Skip to main content
Email identities are domains you send emails from. You must verify domain ownership before sending emails through AWS SES.
  1. Navigate to Email Identities > Create identity. Enter your domain (e.g., example.com), and click Create
  2. Open the identity, copy DKIM CNAME records, add to your DNS provider (verification typically takes 5-10 minutes, up to 72 hours)
  3. After verification, go to Senders tab > Add sender, enter email address using your domain (e.g., hello@example.com) and optional display name
DKIM verification is required before sending emails.

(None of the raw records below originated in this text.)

//! Integration tests for RcsbClient against a mock RCSB server
//!
//! These tests cover:
//! - Search payload, headers and response splitting
//! - Custom report requests and CSV typing
//! - Molecule descriptions and the chain/sequence join
//! - Transport and empty-body failures

#![allow(clippy::unwrap_used, clippy::expect_used)]

use pdbq_cli::{CliError, RcsbClient, RcsbConfig};
use pdbq_common::types::{ColumnType, FieldValue, SearchQuery, StructureId};
use wiremock::{
    matchers::{body_string_contains, header, method, path, query_param},
    Mock, MockServer, ResponseTemplate,
};

const DESCRIBE_5JUP: &str = r#"<?xml version='1.0' standalone='no' ?>
<molDescription>
<structureId id="5JUP">
  <polymer entityNr="1" length="3" type="protein">
    <chain id="A" />
    <Taxonomy name="Saccharomyces cerevisiae" id="4932" />
    <macroMolecule name="60S ribosomal protein L2-A" />
    <polymerDescription description="uL2" />
  </polymer>
  <polymer entityNr="2" length="4" type="protein">
    <chain id="B" />
    <macroMolecule name="60S ribosomal protein L3" />
    <polymerDescription description="uL3" />
  </polymer>
</structureId>
</molDescription>
"#;

const FASTA_5JUP: &str = ">5JUP:A|PDBID|CHAIN|SEQUENCE\nMKT\nAYI\n>broken header\nXXXX\n";

fn id(raw: &str) -> StructureId {
    raw.parse().unwrap()
}

async fn client_for(server: &MockServer) -> RcsbClient {
    let config = RcsbConfig::default().with_base_url(&server.uri()).unwrap();
    RcsbClient::new(config).unwrap()
}

#[tokio::test]
async fn test_submit_query_splits_identifiers() {
    let server = MockServer::start().await;

    Mock::given(method("POST"))
        .and(path("/pdb/rest/search"))
        .and(header("content-type", "application/x-www-form-urlencoded"))
        .and(body_string_contains(
            "<queryType>org.pdb.query.simple.StructTitleQuery</queryType>",
        ))
        .and(body_string_contains("<struct.title.value>ribosome</struct.title.value>"))
        .respond_with(ResponseTemplate::new(200).set_body_string("5JUP\n5JUU\n"))
        .expect(1)
        .mount(&server)
        .await;

    let client = client_for(&server).await;
    let hits = client
        .submit_query(&SearchQuery::title_contains("ribosome"))
        .await
        .unwrap();

    assert_eq!(hits.tokens, vec!["5JUP", "5JUU"]);
    assert!(!hits.suspect);
    assert_eq!(hits.identifiers(), vec![id("5JUP"), id("5JUU")]);
}

#[tokio::test]
async fn test_submit_query_flags_unexpected_body() {
    let server = MockServer::start().await;

    Mock::given(method("POST"))
        .and(path("/pdb/rest/search"))
        .respond_with(ResponseTemplate::new(200).set_body_string("Problem creating Query from XML\n"))
        .mount(&server)
        .await;

    let client = client_for(&server).await;
    let hits = client
        .submit_query(&SearchQuery::title_contains("ribosome"))
        .await
        .unwrap();

    assert!(hits.suspect);
    assert!(hits.identifiers().is_empty());
}

#[tokio::test]
async fn test_submit_query_empty_body() {
    let server = MockServer::start().await;

    Mock::given(method("POST"))
        .and(path("/pdb/rest/search"))
        .respond_with(ResponseTemplate::new(200).set_body_string("\n  \n"))
        .mount(&server)
        .await;

    let client = client_for(&server).await;
    let result = client.submit_query(&SearchQuery::title_contains("nothing")).await;

    assert!(matches!(result, Err(CliError::EmptyResponse(_))));
}

#[tokio::test]
async fn test_submit_query_server_error() {
    let server = MockServer::start().await;

    Mock::given(method("POST"))
        .and(path("/pdb/rest/search"))
        .respond_with(ResponseTemplate::new(500))
        .expect(1)
        .mount(&server)
        .await;

    let client = client_for(&server).await;
    let err = client
        .submit_query(&SearchQuery::title_contains("ribosome"))
        .await
        .unwrap_err();

    assert_eq!(err.status(), Some(500));
    assert!(matches!(err, CliError::Transport { .. }));
}

#[tokio::test]
async fn test_fetch_fields_types_columns() {
    let server = MockServer::start().await;

    Mock::given(method("GET"))
        .and(path("/pdb/rest/customReport.xml"))
        .and(query_param("pdbids", "5JUP,5JUU"))
        .and(query_param("customReportColumns", "structureId,resolution,chainLength"))
        .and(query_param("format", "csv"))
        .and(query_param("service", "wsfile"))
        .respond_with(ResponseTemplate::new(200).set_body_string(
            "structureId,resolution,chainLength\n5JUP,3.5,120\n5JUU,,98\n",
        ))
        .mount(&server)
        .await;

    let client = client_for(&server).await;
    let report = client
        .fetch_fields(&[id("5JUP"), id("5JUU")], &["structureId", "resolution", "chainLength"])
        .await
        .unwrap();

    assert_eq!(report.len(), 2);
    assert_eq!(
        report.column_types,
        vec![ColumnType::Text, ColumnType::Float, ColumnType::Integer]
    );

    let second = report.row(1).unwrap();
    assert_eq!(second.get("structureId"), Some(&FieldValue::Text("5JUU".into())));
    assert_eq!(second.get("resolution"), Some(&FieldValue::Empty));
    assert_eq!(second.get("chainLength"), Some(&FieldValue::Integer(98)));
}

#[tokio::test]
async fn test_fetch_fields_not_found() {
    let server = MockServer::start().await;

    Mock::given(method("GET"))
        .and(path("/pdb/rest/customReport.xml"))
        .respond_with(ResponseTemplate::new(404))
        .mount(&server)
        .await;

    let client = client_for(&server).await;
    let result = client.fetch_fields(&[id("5JUP")], &["structureId"]).await;

    assert!(matches!(result, Err(CliError::Transport { status: 404, .. })));
}

#[tokio::test]
async fn test_describe_chains() {
    let server = MockServer::start().await;

    Mock::given(method("GET"))
        .and(path("/pdb/rest/describeMol"))
        .and(query_param("structureId", "5JUP"))
        .respond_with(ResponseTemplate::new(200).set_body_string(DESCRIBE_5JUP))
        .mount(&server)
        .await;

    let client = client_for(&server).await;
    let chains = client.describe_chains(&id("5JUP")).await.unwrap();

    assert_eq!(chains.len(), 2);
    assert_eq!(chains[0].chain_id, "A");
    assert_eq!(chains[0].taxonomy, "Saccharomyces cerevisiae");
    assert_eq!(chains[1].chain_id, "B");
    assert_eq!(chains[1].taxonomy, "");
    assert_eq!(chains[1].macromolecule, "60S ribosomal protein L3");
}

#[tokio::test]
async fn test_describe_chains_for_unknown_structure() {
    let server = MockServer::start().await;

    Mock::given(method("GET"))
        .and(path("/pdb/rest/describeMol"))
        .respond_with(ResponseTemplate::new(200).set_body_string("<molDescription/>"))
        .mount(&server)
        .await;

    let client = client_for(&server).await;
    let chains = client.describe_chains(&id("9ZZZ")).await.unwrap();

    assert!(chains.is_empty());
}

#[tokio::test]
async fn test_describe_malformed_xml() {
    let server = MockServer::start().await;

    Mock::given(method("GET"))
        .and(path("/pdb/rest/describeMol"))
        .respond_with(ResponseTemplate::new(200).set_body_string("<molDescription><structureId"))
        .mount(&server)
        .await;

    let client = client_for(&server).await;
    let result = client.describe_structures(&[id("5JUP")]).await;

    assert!(matches!(result, Err(CliError::MalformedResponse(_))));
}

#[tokio::test]
async fn test_describe_server_error() {
    let server = MockServer::start().await;

    Mock::given(method("GET"))
        .and(path("/pdb/rest/describeMol"))
        .respond_with(ResponseTemplate::new(500))
        .expect(1)
        .mount(&server)
        .await;

    let client = client_for(&server).await;
    let err = client.describe_structures(&[id("5JUP")]).await.unwrap_err();

    assert_eq!(err.status(), Some(500));
    assert!(matches!(err, CliError::Transport { status: 500, .. }));
}

#[tokio::test]
async fn test_chains_with_sequences() {
    let server = MockServer::start().await;

    Mock::given(method("GET"))
        .and(path("/pdb/rest/describeMol"))
        .respond_with(ResponseTemplate::new(200).set_body_string(DESCRIBE_5JUP))
        .mount(&server)
        .await;

    Mock::given(method("GET"))
        .and(path("/pdb/download/downloadFastaFiles.do"))
        .and(query_param("structureIdList", "5JUP"))
        .and(query_param("compressionType", "uncompressed"))
        .respond_with(ResponseTemplate::new(200).set_body_string(FASTA_5JUP))
        .mount(&server)
        .await;

    let client = client_for(&server).await;
    let joined = client.chains_with_sequences(&id("5JUP")).await.unwrap();

    assert_eq!(joined.chains.len(), 2);
    assert_eq!(joined.chains[0].sequence.as_deref(), Some("MKTAYI"));
    assert_eq!(joined.chains[1].sequence, None);

    assert_eq!(joined.malformed.len(), 1);
    assert_eq!(joined.malformed[0].index, 1);
}

#[tokio::test]
async fn test_fetch_sequences_failures() {
    let server = MockServer::start().await;

    Mock::given(method("GET"))
        .and(path("/pdb/download/downloadFastaFiles.do"))
        .and(query_param("structureIdList", "5JUP"))
        .respond_with(ResponseTemplate::new(200).set_body_string(""))
        .mount(&server)
        .await;

    Mock::given(method("GET"))
        .and(path("/pdb/download/downloadFastaFiles.do"))
        .and(query_param("structureIdList", "4HHB"))
        .respond_with(ResponseTemplate::new(503))
        .mount(&server)
        .await;

    let client = client_for(&server).await;

    let empty = client.fetch_sequences(&id("5JUP")).await;
    assert!(matches!(empty, Err(CliError::EmptyResponse(_))));

    let unavailable = client.fetch_sequences(&id("4HHB")).await;
    assert!(matches!(unavailable, Err(CliError::Transport { status: 503, .. })));
}
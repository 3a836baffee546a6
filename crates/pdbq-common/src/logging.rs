//! Logging configuration and initialization
//!
//! Every pdbq binary installs its `tracing` subscriber through [`init_logging`].
//! Console logs go to stderr so that stdout stays reserved for command output
//! (identifier lists, tables, JSON) that users pipe into other tools.
//!
//! Use the structured macros (`debug!`, `info!`, `warn!`, `error!`) with fields
//! rather than `println!`:
//!
//! ```rust
//! use tracing::warn;
//!
//! let status = 404;
//! warn!(status, url = "http://example.org", "Request failed");
//! ```
//!
//! # Example
//!
//! ```no_run
//! use pdbq_common::logging::{init_logging, LogConfig, LogLevel};
//!
//! fn main() -> anyhow::Result<()> {
//!     let config = LogConfig::default().with_level(LogLevel::Debug).merge_env()?;
//!     let _guard = init_logging(&config)?;
//!     tracing::info!("started");
//!     Ok(())
//! }
//! ```

use anyhow::{anyhow, Context, Result};
use serde::{Deserialize, Serialize};
use std::fmt;
use std::path::PathBuf;
use std::str::FromStr;
use tracing::level_filters::LevelFilter;
use tracing_appender::non_blocking::WorkerGuard;
use tracing_subscriber::filter::Directive;
use tracing_subscriber::{fmt as tfmt, layer::SubscriberExt, util::SubscriberInitExt, EnvFilter, Layer, Registry};

type BoxedLayer = Box<dyn Layer<Registry> + Send + Sync>;

pub const ENV_LEVEL: &str = "PDBQ_LOG_LEVEL";
pub const ENV_OUTPUT: &str = "PDBQ_LOG_OUTPUT";
pub const ENV_FORMAT: &str = "PDBQ_LOG_FORMAT";
pub const ENV_DIR: &str = "PDBQ_LOG_DIR";
pub const ENV_FILTER: &str = "PDBQ_LOG_FILTER";

/// A logging setting spelled as one of a fixed set of names.
///
/// The first name listed for a value is its canonical spelling.
trait NamedSetting: Copy + PartialEq + 'static {
    const KIND: &'static str;
    const NAMES: &'static [(&'static str, Self)];

    fn from_name(name: &str) -> Result<Self> {
        let wanted = name.trim().to_ascii_lowercase();
        Self::NAMES
            .iter()
            .find(|(n, _)| *n == wanted)
            .map(|(_, v)| *v)
            .ok_or_else(|| anyhow!("Invalid log {}: {}", Self::KIND, name))
    }

    fn name(self) -> &'static str {
        Self::NAMES
            .iter()
            .find(|(_, v)| *v == self)
            .map(|(n, _)| *n)
            .unwrap_or("?")
    }
}

macro_rules! named_setting_impls {
    ($ty:ty) => {
        impl FromStr for $ty {
            type Err = anyhow::Error;

            fn from_str(s: &str) -> Result<Self> {
                <$ty as NamedSetting>::from_name(s)
            }
        }

        impl fmt::Display for $ty {
            fn fmt(&self, f: &mut fmt::Formatter<'_>) -> fmt::Result {
                f.write_str(self.name())
            }
        }
    };
}

/// Minimum severity that gets logged
#[derive(Debug, Clone, Copy, PartialEq, Eq, Serialize, Deserialize, Default)]
#[serde(rename_all = "lowercase")]
pub enum LogLevel {
    Trace,
    Debug,
    Info,
    #[default]
    Warn,
    Error,
}

impl NamedSetting for LogLevel {
    const KIND: &'static str = "level";
    const NAMES: &'static [(&'static str, Self)] = &[
        ("trace", LogLevel::Trace),
        ("debug", LogLevel::Debug),
        ("info", LogLevel::Info),
        ("warn", LogLevel::Warn),
        ("warning", LogLevel::Warn),
        ("error", LogLevel::Error),
    ];
}

named_setting_impls!(LogLevel);

impl From<LogLevel> for LevelFilter {
    fn from(level: LogLevel) -> Self {
        match level {
            LogLevel::Trace => LevelFilter::TRACE,
            LogLevel::Debug => LevelFilter::DEBUG,
            LogLevel::Info => LevelFilter::INFO,
            LogLevel::Warn => LevelFilter::WARN,
            LogLevel::Error => LevelFilter::ERROR,
        }
    }
}

/// Where log lines are written
#[derive(Debug, Clone, Copy, PartialEq, Eq, Serialize, Deserialize, Default)]
#[serde(rename_all = "lowercase")]
pub enum LogOutput {
    /// stderr only
    #[default]
    Console,
    /// Daily rolling file only
    File,
    Both,
}

impl NamedSetting for LogOutput {
    const KIND: &'static str = "output";
    const NAMES: &'static [(&'static str, Self)] = &[
        ("console", LogOutput::Console),
        ("stderr", LogOutput::Console),
        ("file", LogOutput::File),
        ("both", LogOutput::Both),
    ];
}

named_setting_impls!(LogOutput);

impl LogOutput {
    fn to_console(self) -> bool {
        self != LogOutput::File
    }

    fn to_file(self) -> bool {
        self != LogOutput::Console
    }
}

/// Line format
#[derive(Debug, Clone, Copy, PartialEq, Eq, Serialize, Deserialize, Default)]
#[serde(rename_all = "lowercase")]
pub enum LogFormat {
    #[default]
    Text,
    Json,
}

impl NamedSetting for LogFormat {
    const KIND: &'static str = "format";
    const NAMES: &'static [(&'static str, Self)] = &[("text", LogFormat::Text), ("json", LogFormat::Json)];
}

named_setting_impls!(LogFormat);

/// Subscriber settings for a pdbq process
#[derive(Debug, Clone, PartialEq, Eq, Serialize, Deserialize)]
#[serde(default)]
pub struct LogConfig {
    pub level: LogLevel,
    pub output: LogOutput,
    pub format: LogFormat,

    /// Where rolling files go when `output` includes a file
    pub log_dir: PathBuf,

    /// File name stem; the appender adds the date ("pdbq.2026-10-16")
    pub file_prefix: String,

    /// Extra `target=level` directives, comma separated
    pub directives: Option<String>,

    /// Record source file and line on each event
    pub source_location: bool,
}

impl Default for LogConfig {
    fn default() -> Self {
        Self {
            level: LogLevel::default(),
            output: LogOutput::default(),
            format: LogFormat::default(),
            log_dir: PathBuf::from("logs"),
            file_prefix: "pdbq".to_string(),
            directives: None,
            source_location: false,
        }
    }
}

impl LogConfig {
    pub fn with_level(mut self, level: LogLevel) -> Self {
        self.level = level;
        self
    }

    pub fn with_output(mut self, output: LogOutput) -> Self {
        self.output = output;
        self
    }

    pub fn with_format(mut self, format: LogFormat) -> Self {
        self.format = format;
        self
    }

    pub fn with_log_dir(mut self, dir: impl Into<PathBuf>) -> Self {
        self.log_dir = dir.into();
        self
    }

    pub fn with_directives(mut self, directives: impl Into<String>) -> Self {
        self.directives = Some(directives.into());
        self
    }

    /// Defaults overridden by `PDBQ_LOG_*` variables
    pub fn from_env() -> Result<Self> {
        Self::default().merge_env()
    }

    /// Apply the `PDBQ_LOG_*` variables that are set in the process environment
    pub fn merge_env(self) -> Result<Self> {
        self.merge_vars(|key| std::env::var(key).ok())
    }

    /// Apply overrides from a variable lookup.
    ///
    /// | variable          | values                          |
    /// |-------------------|---------------------------------|
    /// | `PDBQ_LOG_LEVEL`  | trace, debug, info, warn, error |
    /// | `PDBQ_LOG_OUTPUT` | console, file, both             |
    /// | `PDBQ_LOG_FORMAT` | text, json                      |
    /// | `PDBQ_LOG_DIR`    | directory for rolling files     |
    /// | `PDBQ_LOG_FILTER` | extra filter directives         |
    pub fn merge_vars(mut self, lookup: impl Fn(&str) -> Option<String>) -> Result<Self> {
        if let Some(v) = lookup(ENV_LEVEL) {
            self.level = v.parse().with_context(|| format!("{} is invalid", ENV_LEVEL))?;
        }
        if let Some(v) = lookup(ENV_OUTPUT) {
            self.output = v.parse().with_context(|| format!("{} is invalid", ENV_OUTPUT))?;
        }
        if let Some(v) = lookup(ENV_FORMAT) {
            self.format = v.parse().with_context(|| format!("{} is invalid", ENV_FORMAT))?;
        }
        if let Some(v) = lookup(ENV_DIR) {
            self.log_dir = PathBuf::from(v);
        }
        if let Some(v) = lookup(ENV_FILTER) {
            self.directives = Some(v);
        }
        Ok(self)
    }

    fn env_filter(&self) -> Result<EnvFilter> {
        let extra = self
            .directives
            .iter()
            .flat_map(|d| d.split(','))
            .map(str::trim)
            .filter(|d| !d.is_empty());

        let mut filter = EnvFilter::default().add_directive(LevelFilter::from(self.level).into());
        for directive in extra {
            let parsed: Directive = directive
                .parse()
                .with_context(|| format!("Bad log filter directive '{}'", directive))?;
            filter = filter.add_directive(parsed);
        }
        Ok(filter)
    }
}

/// Install the global subscriber.
///
/// Returns the file writer guard when file output is enabled; the caller must
/// hold it until exit or buffered lines are lost.
pub fn init_logging(config: &LogConfig) -> Result<Option<WorkerGuard>> {
    let filter = config.env_filter()?;
    let mut layers: Vec<BoxedLayer> = Vec::with_capacity(2);
    let mut guard = None;

    if config.output.to_console() {
        layers.push(stderr_layer(config));
    }
    if config.output.to_file() {
        let (layer, file_guard) = rolling_file_layer(config)?;
        layers.push(layer);
        guard = Some(file_guard);
    }

    tracing_subscriber::registry()
        .with(layers)
        .with(filter)
        .try_init()
        .context("A global tracing subscriber is already installed")?;

    Ok(guard)
}

fn stderr_layer(config: &LogConfig) -> BoxedLayer {
    let layer = tfmt::layer()
        .with_writer(std::io::stderr)
        .with_file(config.source_location)
        .with_line_number(config.source_location);

    if config.format == LogFormat::Json {
        layer.json().boxed()
    } else {
        layer.boxed()
    }
}

fn rolling_file_layer(config: &LogConfig) -> Result<(BoxedLayer, WorkerGuard)> {
    std::fs::create_dir_all(&config.log_dir)
        .with_context(|| format!("Cannot create log directory {}", config.log_dir.display()))?;

    let appender = tracing_appender::rolling::daily(&config.log_dir, &config.file_prefix);
    let (writer, guard) = tracing_appender::non_blocking(appender);

    let layer = tfmt::layer()
        .with_writer(writer)
        .with_ansi(false)
        .with_file(config.source_location)
        .with_line_number(config.source_location);

    let layer = if config.format == LogFormat::Json {
        layer.json().boxed()
    } else {
        layer.boxed()
    };

    Ok((layer, guard))
}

DomainKeys Identified Mail (DKIM)

DKIM prevents email spoofing by adding digital signatures to email headers. AWS SES generates cryptographic keys: the public key is published in DNS, and emails are signed with the private key.

Setup

AWS SES generates three DKIM CNAME tokens. Add all three records to your DNS provider:
FieldValue
TypeCNAME
Name{token}._domainkey.example.com
Value{token}.dkim.amazonses.com

Mail FROM Domain

The Mail FROM domain appears in the email’s envelope, separate from the “From” header recipients see.

Benefits

Configuring a custom Mail FROM domain instead of AWS default (amazonses.com):
  • Improves deliverability through domain alignment
  • Enables SPF alignment for DMARC
  • Maintains brand consistency
  • Controls sending reputation

Setup

  1. Authentication tab > Mail FROM > Enable
  2. Enter subdomain (e.g., mail)
  3. Choose MX failure behavior (recommend: Use default value)
  4. Add DNS records:
FieldValue
TypeMX
Namemail.example.com
Priority10
Valuefeedback-smtp.{region}.amazonses.com
FieldValue
TypeTXT
Namemail.example.com
Valuev=spf1 include:amazonses.com ~all
Mail FROM is highly recommended but optional for production sending.

DMARC

DMARC builds on SPF and DKIM, telling email servers how to handle failed authentication.

Benefits

  • Prevents phishing using your domain
  • Improves deliverability with major providers
  • Provides visibility into email sending
  • May be required for compliance

Setup

Add TXT record to your DNS provider:
FieldValue
TypeTXT
Name_dmarc.example.com
Valuev=DMARC1; p=none;
Policy options (p=):
  • none: Monitor only (start here)
  • quarantine: Send suspicious emails to spam
  • reject: Block failed emails
Start with p=none, then gradually move to p=quarantine and p=reject after reviewing reports.